*** Opening RECORD EXCERPTS ***

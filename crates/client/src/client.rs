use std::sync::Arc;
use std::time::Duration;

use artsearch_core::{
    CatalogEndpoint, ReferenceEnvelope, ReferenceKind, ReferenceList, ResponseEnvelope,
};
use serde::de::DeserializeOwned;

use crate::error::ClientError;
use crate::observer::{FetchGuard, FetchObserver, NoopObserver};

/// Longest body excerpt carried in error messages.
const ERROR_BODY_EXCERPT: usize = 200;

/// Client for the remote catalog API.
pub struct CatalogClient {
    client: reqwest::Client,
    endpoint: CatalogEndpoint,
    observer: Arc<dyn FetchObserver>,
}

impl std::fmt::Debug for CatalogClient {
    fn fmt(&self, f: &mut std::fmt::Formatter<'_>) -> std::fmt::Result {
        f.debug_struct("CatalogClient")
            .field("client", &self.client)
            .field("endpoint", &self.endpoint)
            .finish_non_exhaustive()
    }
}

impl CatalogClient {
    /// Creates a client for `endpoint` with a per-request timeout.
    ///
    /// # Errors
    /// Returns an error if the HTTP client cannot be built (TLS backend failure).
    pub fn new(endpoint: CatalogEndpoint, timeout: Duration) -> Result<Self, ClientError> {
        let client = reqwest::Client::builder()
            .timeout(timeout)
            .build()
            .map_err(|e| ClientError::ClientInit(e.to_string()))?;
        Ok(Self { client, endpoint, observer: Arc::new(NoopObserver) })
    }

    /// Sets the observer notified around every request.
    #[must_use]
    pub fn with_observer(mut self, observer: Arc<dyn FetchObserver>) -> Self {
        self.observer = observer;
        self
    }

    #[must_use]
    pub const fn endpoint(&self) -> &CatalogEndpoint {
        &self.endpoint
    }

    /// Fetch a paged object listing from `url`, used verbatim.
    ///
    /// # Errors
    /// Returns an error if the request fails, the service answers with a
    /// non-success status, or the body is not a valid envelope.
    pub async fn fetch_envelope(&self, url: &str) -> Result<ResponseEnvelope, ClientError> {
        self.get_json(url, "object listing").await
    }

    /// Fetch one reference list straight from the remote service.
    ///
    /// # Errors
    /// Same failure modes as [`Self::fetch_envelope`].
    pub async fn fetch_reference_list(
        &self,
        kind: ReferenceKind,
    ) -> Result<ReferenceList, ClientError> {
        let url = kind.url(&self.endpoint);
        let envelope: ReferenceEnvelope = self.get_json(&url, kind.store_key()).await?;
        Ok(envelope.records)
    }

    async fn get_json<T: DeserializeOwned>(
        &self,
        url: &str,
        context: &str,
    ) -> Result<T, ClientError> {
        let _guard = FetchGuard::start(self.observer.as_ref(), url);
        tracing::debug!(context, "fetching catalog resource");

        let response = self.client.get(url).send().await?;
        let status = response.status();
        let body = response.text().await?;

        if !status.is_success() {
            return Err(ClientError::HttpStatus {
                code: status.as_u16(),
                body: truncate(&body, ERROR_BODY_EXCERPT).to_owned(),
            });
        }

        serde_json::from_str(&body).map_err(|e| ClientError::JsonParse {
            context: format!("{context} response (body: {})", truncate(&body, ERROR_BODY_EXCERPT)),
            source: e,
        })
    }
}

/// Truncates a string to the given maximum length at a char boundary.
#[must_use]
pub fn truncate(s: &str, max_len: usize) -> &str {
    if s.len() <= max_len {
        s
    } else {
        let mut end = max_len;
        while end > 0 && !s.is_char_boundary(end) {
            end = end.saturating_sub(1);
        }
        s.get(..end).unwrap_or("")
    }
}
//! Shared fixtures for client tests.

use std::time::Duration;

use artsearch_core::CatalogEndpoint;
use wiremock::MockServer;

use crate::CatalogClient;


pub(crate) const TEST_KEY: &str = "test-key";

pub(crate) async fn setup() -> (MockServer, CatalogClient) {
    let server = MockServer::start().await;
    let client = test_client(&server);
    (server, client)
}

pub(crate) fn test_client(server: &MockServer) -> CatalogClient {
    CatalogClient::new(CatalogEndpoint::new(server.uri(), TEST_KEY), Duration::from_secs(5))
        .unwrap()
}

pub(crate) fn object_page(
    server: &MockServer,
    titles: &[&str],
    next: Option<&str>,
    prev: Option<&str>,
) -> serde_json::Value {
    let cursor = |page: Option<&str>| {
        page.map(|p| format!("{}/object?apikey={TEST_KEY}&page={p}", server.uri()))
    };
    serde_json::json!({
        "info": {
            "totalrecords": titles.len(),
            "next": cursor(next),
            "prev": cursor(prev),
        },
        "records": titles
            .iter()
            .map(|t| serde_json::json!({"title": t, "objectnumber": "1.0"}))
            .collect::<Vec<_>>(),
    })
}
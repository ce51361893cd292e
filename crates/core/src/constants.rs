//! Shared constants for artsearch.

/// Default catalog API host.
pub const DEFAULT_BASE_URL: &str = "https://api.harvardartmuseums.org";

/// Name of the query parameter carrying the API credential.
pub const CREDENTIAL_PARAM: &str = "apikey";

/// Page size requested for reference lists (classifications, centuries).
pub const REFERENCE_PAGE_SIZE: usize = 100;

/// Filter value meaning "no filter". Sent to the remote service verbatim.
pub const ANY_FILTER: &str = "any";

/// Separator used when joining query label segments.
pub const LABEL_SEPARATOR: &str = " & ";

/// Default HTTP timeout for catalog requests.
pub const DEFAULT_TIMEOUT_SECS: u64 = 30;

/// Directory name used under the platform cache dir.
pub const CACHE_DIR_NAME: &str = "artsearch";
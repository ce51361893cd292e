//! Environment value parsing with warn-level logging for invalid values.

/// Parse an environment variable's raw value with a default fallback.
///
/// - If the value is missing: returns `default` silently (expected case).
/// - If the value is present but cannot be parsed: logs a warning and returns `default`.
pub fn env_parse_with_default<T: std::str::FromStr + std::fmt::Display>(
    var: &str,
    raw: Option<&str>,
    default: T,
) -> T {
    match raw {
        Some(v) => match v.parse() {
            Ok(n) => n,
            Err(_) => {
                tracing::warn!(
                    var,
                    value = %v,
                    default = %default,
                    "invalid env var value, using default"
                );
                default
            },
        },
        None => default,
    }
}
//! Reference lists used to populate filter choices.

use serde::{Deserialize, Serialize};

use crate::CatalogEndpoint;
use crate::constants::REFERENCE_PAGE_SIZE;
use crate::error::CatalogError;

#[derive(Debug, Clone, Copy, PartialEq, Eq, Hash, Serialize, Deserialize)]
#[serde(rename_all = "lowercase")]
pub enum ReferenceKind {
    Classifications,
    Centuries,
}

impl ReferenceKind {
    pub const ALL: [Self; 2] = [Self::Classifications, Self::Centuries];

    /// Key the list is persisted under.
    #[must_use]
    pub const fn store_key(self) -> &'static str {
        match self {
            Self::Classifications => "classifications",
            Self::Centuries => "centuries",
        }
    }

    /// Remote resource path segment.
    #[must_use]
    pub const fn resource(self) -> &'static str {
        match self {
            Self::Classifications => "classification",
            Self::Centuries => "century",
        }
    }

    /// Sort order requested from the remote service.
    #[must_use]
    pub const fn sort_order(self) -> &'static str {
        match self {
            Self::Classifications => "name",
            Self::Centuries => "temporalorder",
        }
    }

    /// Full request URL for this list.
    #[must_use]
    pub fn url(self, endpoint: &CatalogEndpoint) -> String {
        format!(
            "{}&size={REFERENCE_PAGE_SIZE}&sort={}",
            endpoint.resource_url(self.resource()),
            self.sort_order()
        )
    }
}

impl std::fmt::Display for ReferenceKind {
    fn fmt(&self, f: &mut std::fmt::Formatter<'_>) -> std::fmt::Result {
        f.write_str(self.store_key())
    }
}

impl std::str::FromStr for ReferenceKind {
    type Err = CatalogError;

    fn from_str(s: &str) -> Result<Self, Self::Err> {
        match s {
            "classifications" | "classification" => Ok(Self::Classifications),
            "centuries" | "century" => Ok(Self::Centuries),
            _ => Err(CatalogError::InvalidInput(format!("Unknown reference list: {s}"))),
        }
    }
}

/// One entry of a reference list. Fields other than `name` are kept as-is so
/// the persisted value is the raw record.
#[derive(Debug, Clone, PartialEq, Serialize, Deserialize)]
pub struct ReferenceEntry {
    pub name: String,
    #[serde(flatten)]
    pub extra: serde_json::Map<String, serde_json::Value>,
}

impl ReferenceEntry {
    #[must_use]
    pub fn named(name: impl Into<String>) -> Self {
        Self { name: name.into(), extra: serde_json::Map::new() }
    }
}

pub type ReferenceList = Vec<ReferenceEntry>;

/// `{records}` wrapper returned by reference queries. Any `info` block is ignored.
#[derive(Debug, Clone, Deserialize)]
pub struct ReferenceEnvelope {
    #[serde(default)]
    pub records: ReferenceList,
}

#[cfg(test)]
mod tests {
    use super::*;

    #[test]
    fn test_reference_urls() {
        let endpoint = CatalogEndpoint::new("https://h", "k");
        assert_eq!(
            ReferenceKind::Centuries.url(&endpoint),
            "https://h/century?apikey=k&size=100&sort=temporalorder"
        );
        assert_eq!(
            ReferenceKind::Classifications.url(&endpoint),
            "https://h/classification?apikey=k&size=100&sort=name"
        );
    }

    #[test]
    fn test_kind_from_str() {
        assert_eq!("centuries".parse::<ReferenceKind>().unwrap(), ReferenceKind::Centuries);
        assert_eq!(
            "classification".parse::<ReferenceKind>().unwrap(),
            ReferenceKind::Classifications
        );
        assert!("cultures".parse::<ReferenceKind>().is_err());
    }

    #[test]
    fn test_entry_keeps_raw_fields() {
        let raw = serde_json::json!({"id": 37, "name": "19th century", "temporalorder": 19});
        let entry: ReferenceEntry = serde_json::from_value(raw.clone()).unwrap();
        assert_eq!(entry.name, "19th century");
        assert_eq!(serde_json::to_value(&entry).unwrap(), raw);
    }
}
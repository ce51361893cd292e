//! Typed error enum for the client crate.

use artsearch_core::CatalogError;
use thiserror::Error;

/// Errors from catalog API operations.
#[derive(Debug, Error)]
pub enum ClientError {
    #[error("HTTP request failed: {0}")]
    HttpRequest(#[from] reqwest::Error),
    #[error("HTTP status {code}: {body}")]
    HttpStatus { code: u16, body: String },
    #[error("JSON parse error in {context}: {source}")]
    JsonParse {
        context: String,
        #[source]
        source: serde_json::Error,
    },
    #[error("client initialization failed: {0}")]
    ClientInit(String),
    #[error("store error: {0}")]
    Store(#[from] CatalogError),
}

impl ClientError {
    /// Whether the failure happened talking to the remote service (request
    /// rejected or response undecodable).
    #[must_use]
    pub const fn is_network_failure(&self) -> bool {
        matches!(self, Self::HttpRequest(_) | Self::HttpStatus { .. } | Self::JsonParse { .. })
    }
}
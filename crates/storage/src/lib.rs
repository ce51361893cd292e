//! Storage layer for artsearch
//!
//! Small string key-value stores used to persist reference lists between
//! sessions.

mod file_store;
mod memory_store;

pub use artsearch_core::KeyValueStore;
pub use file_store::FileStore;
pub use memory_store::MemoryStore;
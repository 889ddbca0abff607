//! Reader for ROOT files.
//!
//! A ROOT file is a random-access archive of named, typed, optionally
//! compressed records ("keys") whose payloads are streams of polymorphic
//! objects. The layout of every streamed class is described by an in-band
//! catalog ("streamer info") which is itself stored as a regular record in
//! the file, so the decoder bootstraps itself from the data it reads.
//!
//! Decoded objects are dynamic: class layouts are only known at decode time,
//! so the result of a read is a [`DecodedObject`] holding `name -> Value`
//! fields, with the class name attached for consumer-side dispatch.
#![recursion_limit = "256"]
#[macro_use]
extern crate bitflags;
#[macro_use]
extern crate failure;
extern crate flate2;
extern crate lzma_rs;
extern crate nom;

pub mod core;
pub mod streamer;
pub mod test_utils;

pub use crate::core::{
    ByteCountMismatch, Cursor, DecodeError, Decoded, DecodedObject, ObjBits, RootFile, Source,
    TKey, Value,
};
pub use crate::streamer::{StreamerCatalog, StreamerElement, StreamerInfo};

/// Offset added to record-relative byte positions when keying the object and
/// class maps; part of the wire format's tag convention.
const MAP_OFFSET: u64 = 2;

*** Closing RECORD EXCERPTS ***
*** Opening RECORD EXCERPTS ***

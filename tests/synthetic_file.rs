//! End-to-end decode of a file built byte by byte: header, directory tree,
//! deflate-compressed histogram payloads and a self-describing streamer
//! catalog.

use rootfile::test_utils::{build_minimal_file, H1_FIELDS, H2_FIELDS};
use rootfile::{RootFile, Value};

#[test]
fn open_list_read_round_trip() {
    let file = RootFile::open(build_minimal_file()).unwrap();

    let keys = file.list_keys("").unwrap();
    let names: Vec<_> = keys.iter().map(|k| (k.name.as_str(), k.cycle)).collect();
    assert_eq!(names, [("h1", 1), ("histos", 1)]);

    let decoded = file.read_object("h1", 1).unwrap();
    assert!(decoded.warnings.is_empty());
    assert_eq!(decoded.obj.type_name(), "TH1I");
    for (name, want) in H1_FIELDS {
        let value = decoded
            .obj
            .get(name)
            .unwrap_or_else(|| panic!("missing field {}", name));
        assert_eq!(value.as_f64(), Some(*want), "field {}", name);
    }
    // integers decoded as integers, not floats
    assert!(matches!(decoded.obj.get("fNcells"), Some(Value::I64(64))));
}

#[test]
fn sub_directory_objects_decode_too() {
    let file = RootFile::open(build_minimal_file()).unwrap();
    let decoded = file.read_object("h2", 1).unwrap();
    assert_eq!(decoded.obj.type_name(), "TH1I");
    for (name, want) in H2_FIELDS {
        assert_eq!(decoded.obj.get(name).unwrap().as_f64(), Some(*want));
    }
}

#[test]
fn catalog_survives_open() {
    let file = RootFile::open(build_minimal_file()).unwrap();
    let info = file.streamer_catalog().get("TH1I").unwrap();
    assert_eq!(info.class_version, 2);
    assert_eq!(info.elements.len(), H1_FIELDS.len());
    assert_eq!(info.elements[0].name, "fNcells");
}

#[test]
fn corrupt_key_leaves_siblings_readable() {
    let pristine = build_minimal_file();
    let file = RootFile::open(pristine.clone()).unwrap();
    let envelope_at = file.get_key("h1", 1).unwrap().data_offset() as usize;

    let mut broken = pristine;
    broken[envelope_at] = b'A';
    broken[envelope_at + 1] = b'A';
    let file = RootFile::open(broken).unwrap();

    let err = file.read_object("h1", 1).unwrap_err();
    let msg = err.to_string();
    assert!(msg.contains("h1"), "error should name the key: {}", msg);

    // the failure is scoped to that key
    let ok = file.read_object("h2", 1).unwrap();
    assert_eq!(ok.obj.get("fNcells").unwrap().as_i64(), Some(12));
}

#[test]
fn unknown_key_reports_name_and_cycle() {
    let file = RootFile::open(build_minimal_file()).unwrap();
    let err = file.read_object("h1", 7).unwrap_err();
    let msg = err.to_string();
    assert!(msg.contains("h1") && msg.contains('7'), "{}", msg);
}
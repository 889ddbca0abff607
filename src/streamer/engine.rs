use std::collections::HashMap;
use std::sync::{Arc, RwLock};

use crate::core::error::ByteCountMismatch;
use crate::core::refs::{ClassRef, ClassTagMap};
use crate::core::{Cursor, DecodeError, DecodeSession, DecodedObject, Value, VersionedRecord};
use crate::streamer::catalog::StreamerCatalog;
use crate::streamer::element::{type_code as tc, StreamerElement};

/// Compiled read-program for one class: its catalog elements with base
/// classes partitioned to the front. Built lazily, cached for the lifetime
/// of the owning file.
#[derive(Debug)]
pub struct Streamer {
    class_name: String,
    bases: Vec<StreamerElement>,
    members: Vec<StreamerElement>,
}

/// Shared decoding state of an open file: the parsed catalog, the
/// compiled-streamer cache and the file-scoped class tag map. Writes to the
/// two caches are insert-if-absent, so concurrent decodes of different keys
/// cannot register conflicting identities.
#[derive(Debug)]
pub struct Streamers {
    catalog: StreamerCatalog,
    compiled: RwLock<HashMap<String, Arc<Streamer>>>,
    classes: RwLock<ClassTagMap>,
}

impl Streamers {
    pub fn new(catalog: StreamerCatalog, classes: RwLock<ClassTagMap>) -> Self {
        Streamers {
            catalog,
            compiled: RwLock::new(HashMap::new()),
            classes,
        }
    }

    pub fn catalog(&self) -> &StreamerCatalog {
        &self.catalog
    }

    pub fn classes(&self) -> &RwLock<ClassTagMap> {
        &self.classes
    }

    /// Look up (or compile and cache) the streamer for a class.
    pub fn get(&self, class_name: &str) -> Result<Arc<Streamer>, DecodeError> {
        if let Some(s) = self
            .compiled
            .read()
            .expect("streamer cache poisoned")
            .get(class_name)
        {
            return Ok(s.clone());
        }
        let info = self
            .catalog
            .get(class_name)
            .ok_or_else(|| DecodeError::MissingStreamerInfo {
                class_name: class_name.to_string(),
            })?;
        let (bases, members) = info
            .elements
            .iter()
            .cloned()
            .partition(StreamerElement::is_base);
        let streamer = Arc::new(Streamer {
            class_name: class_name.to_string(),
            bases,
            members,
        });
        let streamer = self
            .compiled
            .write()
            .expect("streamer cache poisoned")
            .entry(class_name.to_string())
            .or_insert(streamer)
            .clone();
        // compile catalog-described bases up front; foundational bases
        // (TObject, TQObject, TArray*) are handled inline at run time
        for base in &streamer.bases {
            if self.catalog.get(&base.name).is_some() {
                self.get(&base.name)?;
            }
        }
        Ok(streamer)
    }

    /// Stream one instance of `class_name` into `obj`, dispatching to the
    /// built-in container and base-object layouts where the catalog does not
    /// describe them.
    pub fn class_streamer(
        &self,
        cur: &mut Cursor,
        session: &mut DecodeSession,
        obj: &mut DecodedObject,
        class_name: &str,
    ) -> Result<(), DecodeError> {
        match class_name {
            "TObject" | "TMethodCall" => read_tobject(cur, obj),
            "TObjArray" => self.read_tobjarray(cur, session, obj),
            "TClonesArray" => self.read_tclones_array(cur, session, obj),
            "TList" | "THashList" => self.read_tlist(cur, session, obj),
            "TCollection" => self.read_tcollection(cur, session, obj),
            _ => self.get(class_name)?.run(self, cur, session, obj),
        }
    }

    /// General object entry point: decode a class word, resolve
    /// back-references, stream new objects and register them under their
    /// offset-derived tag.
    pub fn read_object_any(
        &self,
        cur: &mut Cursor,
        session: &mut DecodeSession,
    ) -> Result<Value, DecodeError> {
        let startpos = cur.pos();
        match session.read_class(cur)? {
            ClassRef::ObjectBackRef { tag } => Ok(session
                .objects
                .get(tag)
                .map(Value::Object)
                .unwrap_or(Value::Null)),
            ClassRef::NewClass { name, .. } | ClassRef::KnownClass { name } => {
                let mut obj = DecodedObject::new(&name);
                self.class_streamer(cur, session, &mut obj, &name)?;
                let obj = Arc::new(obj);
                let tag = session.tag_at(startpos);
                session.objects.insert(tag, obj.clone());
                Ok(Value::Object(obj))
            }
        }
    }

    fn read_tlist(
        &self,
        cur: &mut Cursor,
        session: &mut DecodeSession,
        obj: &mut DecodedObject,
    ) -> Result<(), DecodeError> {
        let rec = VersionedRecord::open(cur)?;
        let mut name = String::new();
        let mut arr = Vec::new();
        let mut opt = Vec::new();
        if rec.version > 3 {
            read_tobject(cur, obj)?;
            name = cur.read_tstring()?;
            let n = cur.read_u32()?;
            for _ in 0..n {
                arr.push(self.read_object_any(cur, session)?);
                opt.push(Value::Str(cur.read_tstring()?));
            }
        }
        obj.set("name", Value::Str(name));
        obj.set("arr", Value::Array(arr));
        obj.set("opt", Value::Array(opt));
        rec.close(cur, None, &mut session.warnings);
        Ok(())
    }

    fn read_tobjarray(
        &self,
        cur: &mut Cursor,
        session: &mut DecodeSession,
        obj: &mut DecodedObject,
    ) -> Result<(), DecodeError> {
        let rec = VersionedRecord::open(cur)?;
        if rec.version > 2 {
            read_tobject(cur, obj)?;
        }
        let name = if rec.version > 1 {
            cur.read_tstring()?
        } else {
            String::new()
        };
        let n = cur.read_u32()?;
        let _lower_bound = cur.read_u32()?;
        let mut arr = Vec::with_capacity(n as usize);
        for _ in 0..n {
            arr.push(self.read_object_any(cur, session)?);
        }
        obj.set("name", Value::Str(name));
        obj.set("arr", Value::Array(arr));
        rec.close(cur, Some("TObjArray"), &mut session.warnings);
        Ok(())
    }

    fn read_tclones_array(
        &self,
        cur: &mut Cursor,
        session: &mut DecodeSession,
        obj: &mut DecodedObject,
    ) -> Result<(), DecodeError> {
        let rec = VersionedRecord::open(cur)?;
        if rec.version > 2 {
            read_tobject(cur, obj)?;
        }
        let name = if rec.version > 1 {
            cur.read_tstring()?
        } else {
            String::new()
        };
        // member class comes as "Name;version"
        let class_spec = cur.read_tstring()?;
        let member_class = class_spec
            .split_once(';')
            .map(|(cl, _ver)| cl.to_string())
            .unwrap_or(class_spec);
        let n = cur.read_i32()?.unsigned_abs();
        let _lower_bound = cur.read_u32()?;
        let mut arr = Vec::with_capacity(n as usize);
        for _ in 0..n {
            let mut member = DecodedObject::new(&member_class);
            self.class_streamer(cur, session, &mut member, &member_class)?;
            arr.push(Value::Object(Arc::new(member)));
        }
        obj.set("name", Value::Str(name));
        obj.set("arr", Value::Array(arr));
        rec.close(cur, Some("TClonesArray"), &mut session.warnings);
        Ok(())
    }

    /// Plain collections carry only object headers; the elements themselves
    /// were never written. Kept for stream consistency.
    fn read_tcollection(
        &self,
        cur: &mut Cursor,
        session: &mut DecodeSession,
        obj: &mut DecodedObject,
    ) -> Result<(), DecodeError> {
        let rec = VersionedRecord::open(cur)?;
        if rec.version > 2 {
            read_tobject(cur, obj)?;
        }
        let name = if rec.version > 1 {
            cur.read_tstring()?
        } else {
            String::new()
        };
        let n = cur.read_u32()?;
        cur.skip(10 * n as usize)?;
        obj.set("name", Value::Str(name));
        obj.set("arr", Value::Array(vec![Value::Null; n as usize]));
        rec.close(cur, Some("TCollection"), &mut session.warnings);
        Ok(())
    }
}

*** Closing RECORD EXCERPTS ***

WHAT YOU WILL DO: All that is needed is the exact run of lines above from the line containing "query label segments." through the line containing "Hash, Serialize, Deserialize)]", both of them included.

ANSWER BOX:
/// Separator used when joining query label segments.
pub const LABEL_SEPARATOR: &str = " & ";

/// Default HTTP timeout for catalog requests.
pub const DEFAULT_TIMEOUT_SECS: u64 = 30;

/// Directory name used under the platform cache dir.
pub const CACHE_DIR_NAME: &str = "artsearch";
repository ce51361893cd292e
//! Environment value parsing with warn-level logging for invalid values.

/// Parse an environment variable's raw value with a default fallback.
///
/// - If the value is missing: returns `default` silently (expected case).
/// - If the value is present but cannot be parsed: logs a warning and returns `default`.
pub fn env_parse_with_default<T: std::str::FromStr + std::fmt::Display>(
    var: &str,
    raw: Option<&str>,
    default: T,
) -> T {
    match raw {
        Some(v) => match v.parse() {
            Ok(n) => n,
            Err(_) => {
                tracing::warn!(
                    var,
                    value = %v,
                    default = %default,
                    "invalid env var value, using default"
                );
                default
            },
        },
        None => default,
    }
}
//! Reference lists used to populate filter choices.

use serde::{Deserialize, Serialize};

use crate::CatalogEndpoint;
use crate::constants::REFERENCE_PAGE_SIZE;
use crate::error::CatalogError;

#[derive(Debug, Clone, Copy, PartialEq, Eq, Hash, Serialize, Deserialize)]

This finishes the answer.